[Start of section]
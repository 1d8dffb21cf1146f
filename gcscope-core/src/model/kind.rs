//! Closed catalogue of collection activities.
//!
//! Every activity a parser can report is one [`EventKind`] variant. The
//! variant's static [`KindInfo`] fixes its display name, pause
//! classification, nesting level and the parents it may appear under.

use serde::{Deserialize, Serialize};

/// Whether an activity stops application threads.
#[derive(Debug, Clone, Copy, PartialEq, Eq, Hash, Serialize, Deserialize)]
#[serde(rename_all = "snake_case")]
pub enum PauseClass {
    /// Stops all application threads
    Pause,
    /// Runs alongside application threads
    Concurrent,
    /// Container whose pause is the sum of its direct paused phases
    Partial,
}

/// Where an activity sits in the event tree.
#[derive(Debug, Clone, Copy, PartialEq, Eq, Hash, Serialize, Deserialize)]
#[serde(rename_all = "snake_case")]
pub enum Level {
    /// Top-level event
    Event,
    /// Direct child of an event
    Phase,
    /// Nested one level deeper, flattened into the grandparent's phase list
    Subphase,
}

/// Static description of an [`EventKind`].
#[derive(Debug, Clone, Copy)]
pub struct KindInfo {
    pub name: &'static str,
    pub pause: PauseClass,
    pub level: Level,
    pub parents: &'static [EventKind],
}

#[derive(Debug, Clone, Copy, PartialEq, Eq, Hash, PartialOrd, Ord, Serialize, Deserialize)]
#[serde(rename_all = "snake_case")]
pub enum EventKind {
    // Top-level events
    YoungGc,
    G1MixedGc,
    FullGc,
    G1ConcurrentCycle,
    G1ConcurrentUndoCycle,
    CmsConcurrentCycle,
    ZgcGarbageCollection,
    Safepoint,
    ZgcAllocationStall,
    ZgcOutOfMemory,

    // G1 young/mixed pause phases
    G1PreEvacuateCollectionSet,
    G1MergeHeapRoots,
    G1EvacuateCollectionSet,
    G1PostEvacuateCollectionSet,
    G1ParallelTime,
    G1CodeRootFixup,
    G1CodeRootPurge,
    G1ClearCardTable,
    G1OtherPhase,

    // Full collection phases
    FullMarkLiveObjects,
    FullComputeNewAddresses,
    FullPrepareForCompaction,
    FullAdjustPointers,
    FullMoveObjects,
    FullCompactHeap,
    ParallelMarkingPhase,
    ParallelSummaryPhase,
    ParallelAdjustRoots,
    ParallelCompactionPhase,
    ParallelPostCompact,

    // G1 concurrent cycle
    G1ConcurrentClearClaimedMarks,
    G1ConcurrentScanRootRegions,
    G1ConcurrentMark,
    G1ConcurrentMarkFromRoots,
    G1ConcurrentPreclean,
    G1Remark,
    G1FinalizeMarking,
    G1RefProc,
    G1Unloading,
    G1ConcurrentRebuildRememberedSets,
    G1Cleanup,
    G1ConcurrentCleanupForNextMark,

    // CMS concurrent cycle
    CmsInitialMark,
    CmsConcurrentMark,
    CmsConcurrentPreclean,
    CmsConcurrentAbortablePreclean,
    CmsFinalRemark,
    CmsRescan,
    CmsWeakRefsProcessing,
    CmsClassUnloading,
    CmsScrubSymbolTable,
    CmsScrubStringTable,
    CmsConcurrentSweep,
    CmsConcurrentReset,

    // ZGC cycle
    ZgcPauseMarkStart,
    ZgcConcurrentMark,
    ZgcConcurrentMarkContinue,
    ZgcConcurrentMarkFree,
    ZgcPauseMarkEnd,
    ZgcConcurrentProcessNonStrongReferences,
    ZgcConcurrentResetRelocationSet,
    ZgcConcurrentDestroyDetachedPages,
    ZgcConcurrentSelectRelocationSet,
    ZgcConcurrentPrepareRelocationSet,
    ZgcPauseRelocateStart,
    ZgcConcurrentRelocate,
}

use EventKind::*;
use Level::{Event as Top, Phase, Subphase};
use PauseClass::{Concurrent, Partial, Pause};

const NO_PARENT: &[EventKind] = &[];
const YOUNG_PAUSES: &[EventKind] = &[YoungGc, G1MixedGc];
const FULL: &[EventKind] = &[FullGc];
const G1_CYCLE: &[EventKind] = &[G1ConcurrentCycle];
const G1_CYCLES: &[EventKind] = &[G1ConcurrentCycle, G1ConcurrentUndoCycle];
const CMS_CYCLE: &[EventKind] = &[CmsConcurrentCycle];
const ZGC_CYCLE: &[EventKind] = &[ZgcGarbageCollection];

const fn info(
    name: &'static str,
    pause: PauseClass,
    level: Level,
    parents: &'static [EventKind],
) -> KindInfo {
    KindInfo {
        name,
        pause,
        level,
        parents,
    }
}

impl EventKind {
    /// Every catalogued kind, in declaration order.
    pub const ALL: &'static [EventKind] = &[
        YoungGc,
        G1MixedGc,
        FullGc,
        G1ConcurrentCycle,
        G1ConcurrentUndoCycle,
        CmsConcurrentCycle,
        ZgcGarbageCollection,
        Safepoint,
        ZgcAllocationStall,
        ZgcOutOfMemory,
        G1PreEvacuateCollectionSet,
        G1MergeHeapRoots,
        G1EvacuateCollectionSet,
        G1PostEvacuateCollectionSet,
        G1ParallelTime,
        G1CodeRootFixup,
        G1CodeRootPurge,
        G1ClearCardTable,
        G1OtherPhase,
        FullMarkLiveObjects,
        FullComputeNewAddresses,
        FullPrepareForCompaction,
        FullAdjustPointers,
        FullMoveObjects,
        FullCompactHeap,
        ParallelMarkingPhase,
        ParallelSummaryPhase,
        ParallelAdjustRoots,
        ParallelCompactionPhase,
        ParallelPostCompact,
        G1ConcurrentClearClaimedMarks,
        G1ConcurrentScanRootRegions,
        G1ConcurrentMark,
        G1ConcurrentMarkFromRoots,
        G1ConcurrentPreclean,
        G1Remark,
        G1FinalizeMarking,
        G1RefProc,
        G1Unloading,
        G1ConcurrentRebuildRememberedSets,
        G1Cleanup,
        G1ConcurrentCleanupForNextMark,
        CmsInitialMark,
        CmsConcurrentMark,
        CmsConcurrentPreclean,
        CmsConcurrentAbortablePreclean,
        CmsFinalRemark,
        CmsRescan,
        CmsWeakRefsProcessing,
        CmsClassUnloading,
        CmsScrubSymbolTable,
        CmsScrubStringTable,
        CmsConcurrentSweep,
        CmsConcurrentReset,
        ZgcPauseMarkStart,
        ZgcConcurrentMark,
        ZgcConcurrentMarkContinue,
        ZgcConcurrentMarkFree,
        ZgcPauseMarkEnd,
        ZgcConcurrentProcessNonStrongReferences,
        ZgcConcurrentResetRelocationSet,
        ZgcConcurrentDestroyDetachedPages,
        ZgcConcurrentSelectRelocationSet,
        ZgcConcurrentPrepareRelocationSet,
        ZgcPauseRelocateStart,
        ZgcConcurrentRelocate,
    ];

    /// Static catalogue entry for this kind.
    pub const fn info(self) -> KindInfo {
        match self {
            YoungGc => info("Young GC", Pause, Top, NO_PARENT),
            G1MixedGc => info("Mixed GC", Pause, Top, NO_PARENT),
            FullGc => info("Full GC", Pause, Top, NO_PARENT),
            G1ConcurrentCycle => info("Concurrent Cycle", Partial, Top, NO_PARENT),
            G1ConcurrentUndoCycle => info("Concurrent Undo Cycle", Concurrent, Top, NO_PARENT),
            CmsConcurrentCycle => info("CMS", Partial, Top, NO_PARENT),
            ZgcGarbageCollection => info("ZGC Garbage Collection", Partial, Top, NO_PARENT),
            Safepoint => info("Safepoint", Pause, Top, NO_PARENT),
            ZgcAllocationStall => info("Allocation Stall", Concurrent, Top, NO_PARENT),
            ZgcOutOfMemory => info("Out Of Memory", Concurrent, Top, NO_PARENT),

            G1PreEvacuateCollectionSet => {
                info("Pre Evacuate Collection Set", Pause, Phase, YOUNG_PAUSES)
            }
            G1MergeHeapRoots => info("Merge Heap Roots", Pause, Phase, YOUNG_PAUSES),
            G1EvacuateCollectionSet => info("Evacuate Collection Set", Pause, Phase, YOUNG_PAUSES),
            G1PostEvacuateCollectionSet => {
                info("Post Evacuate Collection Set", Pause, Phase, YOUNG_PAUSES)
            }
            G1ParallelTime => info("Parallel Time", Pause, Phase, YOUNG_PAUSES),
            G1CodeRootFixup => info("Code Root Fixup", Pause, Phase, YOUNG_PAUSES),
            G1CodeRootPurge => info("Code Root Purge", Pause, Phase, YOUNG_PAUSES),
            G1ClearCardTable => info("Clear CT", Pause, Phase, YOUNG_PAUSES),
            G1OtherPhase => info("Other", Pause, Phase, YOUNG_PAUSES),

            FullMarkLiveObjects => info("Phase 1: Mark live objects", Pause, Phase, FULL),
            FullComputeNewAddresses => {
                info("Phase 2: Compute new object addresses", Pause, Phase, FULL)
            }
            FullPrepareForCompaction => info("Phase 2: Prepare for compaction", Pause, Phase, FULL),
            FullAdjustPointers => info("Phase 3: Adjust pointers", Pause, Phase, FULL),
            FullMoveObjects => info("Phase 4: Move objects", Pause, Phase, FULL),
            FullCompactHeap => info("Phase 4: Compact heap", Pause, Phase, FULL),
            ParallelMarkingPhase => info("Marking Phase", Pause, Phase, FULL),
            ParallelSummaryPhase => info("Summary Phase", Pause, Phase, FULL),
            ParallelAdjustRoots => info("Adjust Roots", Pause, Phase, FULL),
            ParallelCompactionPhase => info("Compaction Phase", Pause, Phase, FULL),
            ParallelPostCompact => info("Post Compact", Pause, Phase, FULL),

            G1ConcurrentClearClaimedMarks => {
                info("Concurrent Clear Claimed Marks", Concurrent, Phase, G1_CYCLE)
            }
            G1ConcurrentScanRootRegions => {
                info("Concurrent Scan Root Regions", Concurrent, Phase, G1_CYCLE)
            }
            G1ConcurrentMark => info("Concurrent Mark", Concurrent, Phase, G1_CYCLE),
            G1ConcurrentMarkFromRoots => {
                info("Concurrent Mark From Roots", Concurrent, Subphase, G1_CYCLE)
            }
            G1ConcurrentPreclean => info("Concurrent Preclean", Concurrent, Subphase, G1_CYCLE),
            G1Remark => info("Pause Remark", Pause, Phase, G1_CYCLE),
            G1FinalizeMarking => info("Finalize Marking", Pause, Subphase, G1_CYCLE),
            G1RefProc => info("Reference Processing", Pause, Subphase, G1_CYCLE),
            G1Unloading => info("Class Unloading", Pause, Subphase, G1_CYCLE),
            G1ConcurrentRebuildRememberedSets => {
                info("Concurrent Rebuild Remembered Sets", Concurrent, Phase, G1_CYCLE)
            }
            G1Cleanup => info("Pause Cleanup", Pause, Phase, G1_CYCLE),
            G1ConcurrentCleanupForNextMark => {
                info("Concurrent Cleanup for Next Mark", Concurrent, Phase, G1_CYCLES)
            }

            CmsInitialMark => info("Initial Mark", Pause, Phase, CMS_CYCLE),
            CmsConcurrentMark => info("Concurrent Mark", Concurrent, Phase, CMS_CYCLE),
            CmsConcurrentPreclean => info("Concurrent Preclean", Concurrent, Phase, CMS_CYCLE),
            CmsConcurrentAbortablePreclean => {
                info("Concurrent Abortable Preclean", Concurrent, Phase, CMS_CYCLE)
            }
            CmsFinalRemark => info("Final Remark", Pause, Phase, CMS_CYCLE),
            CmsRescan => info("Rescan", Pause, Subphase, CMS_CYCLE),
            CmsWeakRefsProcessing => info("Weak Refs Processing", Pause, Subphase, CMS_CYCLE),
            CmsClassUnloading => info("Class Unloading", Pause, Subphase, CMS_CYCLE),
            CmsScrubSymbolTable => info("Scrub Symbol Table", Pause, Subphase, CMS_CYCLE),
            CmsScrubStringTable => info("Scrub String Table", Pause, Subphase, CMS_CYCLE),
            CmsConcurrentSweep => info("Concurrent Sweep", Concurrent, Phase, CMS_CYCLE),
            CmsConcurrentReset => info("Concurrent Reset", Concurrent, Phase, CMS_CYCLE),

            ZgcPauseMarkStart => info("Pause Mark Start", Pause, Phase, ZGC_CYCLE),
            ZgcConcurrentMark => info("Concurrent Mark", Concurrent, Phase, ZGC_CYCLE),
            ZgcConcurrentMarkContinue => {
                info("Concurrent Mark Continue", Concurrent, Phase, ZGC_CYCLE)
            }
            ZgcConcurrentMarkFree => info("Concurrent Mark Free", Concurrent, Phase, ZGC_CYCLE),
            ZgcPauseMarkEnd => info("Pause Mark End", Pause, Phase, ZGC_CYCLE),
            ZgcConcurrentProcessNonStrongReferences => info(
                "Concurrent Process Non-Strong References",
                Concurrent,
                Phase,
                ZGC_CYCLE,
            ),
            ZgcConcurrentResetRelocationSet => {
                info("Concurrent Reset Relocation Set", Concurrent, Phase, ZGC_CYCLE)
            }
            ZgcConcurrentDestroyDetachedPages => {
                info("Concurrent Destroy Detached Pages", Concurrent, Phase, ZGC_CYCLE)
            }
            ZgcConcurrentSelectRelocationSet => {
                info("Concurrent Select Relocation Set", Concurrent, Phase, ZGC_CYCLE)
            }
            ZgcConcurrentPrepareRelocationSet => {
                info("Concurrent Prepare Relocation Set", Concurrent, Phase, ZGC_CYCLE)
            }
            ZgcPauseRelocateStart => info("Pause Relocate Start", Pause, Phase, ZGC_CYCLE),
            ZgcConcurrentRelocate => info("Concurrent Relocate", Concurrent, Phase, ZGC_CYCLE),
        }
    }

    pub fn name(self) -> &'static str {
        self.info().name
    }

    pub fn pause_class(self) -> PauseClass {
        self.info().pause
    }

    pub fn level(self) -> Level {
        self.info().level
    }

    /// Parents under which this kind may legally appear as a phase.
    pub fn parents(self) -> &'static [EventKind] {
        self.info().parents
    }

    /// Whether this kind may be a phase of `parent`.
    pub fn is_phase_of(self, parent: EventKind) -> bool {
        self.parents().contains(&parent)
    }

    pub fn is_young(self) -> bool {
        matches!(self, YoungGc | G1MixedGc)
    }

    pub fn is_full(self) -> bool {
        self == FullGc
    }

    /// Containers for a concurrent marking cycle. Their own memory
    /// snapshots do not participate in the allocation chain.
    pub fn is_concurrent_cycle(self) -> bool {
        matches!(
            self,
            G1ConcurrentCycle | G1ConcurrentUndoCycle | CmsConcurrentCycle
        )
    }

    /// Kinds whose collection can move objects from young to old.
    pub fn can_promote(self) -> bool {
        self.is_young()
    }

    /// Kinds that collect the old generation.
    pub fn collects_old(self) -> bool {
        matches!(self, FullGc | G1MixedGc)
    }

    /// Key under which intervals are tracked. Mixed collections share
    /// the young collection timeline.
    pub fn interval_key(self) -> EventKind {
        if self == G1MixedGc {
            YoungGc
        } else {
            self
        }
    }
}

impl std::fmt::Display for EventKind {
    fn fmt(&self, f: &mut std::fmt::Formatter<'_>) -> std::fmt::Result {
        f.write_str(self.name())
    }
}

#[cfg(test)]
mod tests {
    use super::*;

    #[test]
    fn test_catalogue_is_complete() {
        // every variant is listed once
        let mut seen = std::collections::HashSet::new();
        for kind in EventKind::ALL {
            assert!(seen.insert(*kind), "{kind:?} listed twice");
        }
        assert_eq!(seen.len(), EventKind::ALL.len());
    }

    #[test]
    fn test_phase_parent_consistency() {
        for kind in EventKind::ALL {
            match kind.level() {
                Level::Event => assert!(kind.parents().is_empty(), "{kind:?}"),
                _ => {
                    assert!(!kind.parents().is_empty(), "{kind:?} has no parent");
                    for parent in kind.parents() {
                        assert_eq!(parent.level(), Level::Event, "{kind:?} -> {parent:?}");
                    }
                }
            }
        }
    }

    #[test]
    fn test_pause_classes() {
        assert_eq!(EventKind::YoungGc.pause_class(), PauseClass::Pause);
        assert_eq!(EventKind::G1ConcurrentCycle.pause_class(), PauseClass::Partial);
        assert_eq!(EventKind::G1ConcurrentMark.pause_class(), PauseClass::Concurrent);
        assert!(EventKind::G1Remark.is_phase_of(EventKind::G1ConcurrentCycle));
        assert!(!EventKind::G1Remark.is_phase_of(EventKind::CmsConcurrentCycle));
    }

    #[test]
    fn test_interval_key_merges_mixed_into_young() {
        assert_eq!(EventKind::G1MixedGc.interval_key(), EventKind::YoungGc);
        assert_eq!(EventKind::FullGc.interval_key(), EventKind::FullGc);
    }
}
[End of section]
- **What to do**:
Pull out each line of the records holding the string "CmsRescan".

- **Solved problem**:
    CmsRescan,
        CmsRescan,
            CmsRescan => info("Rescan", Pause, Subphase, CMS_CYCLE),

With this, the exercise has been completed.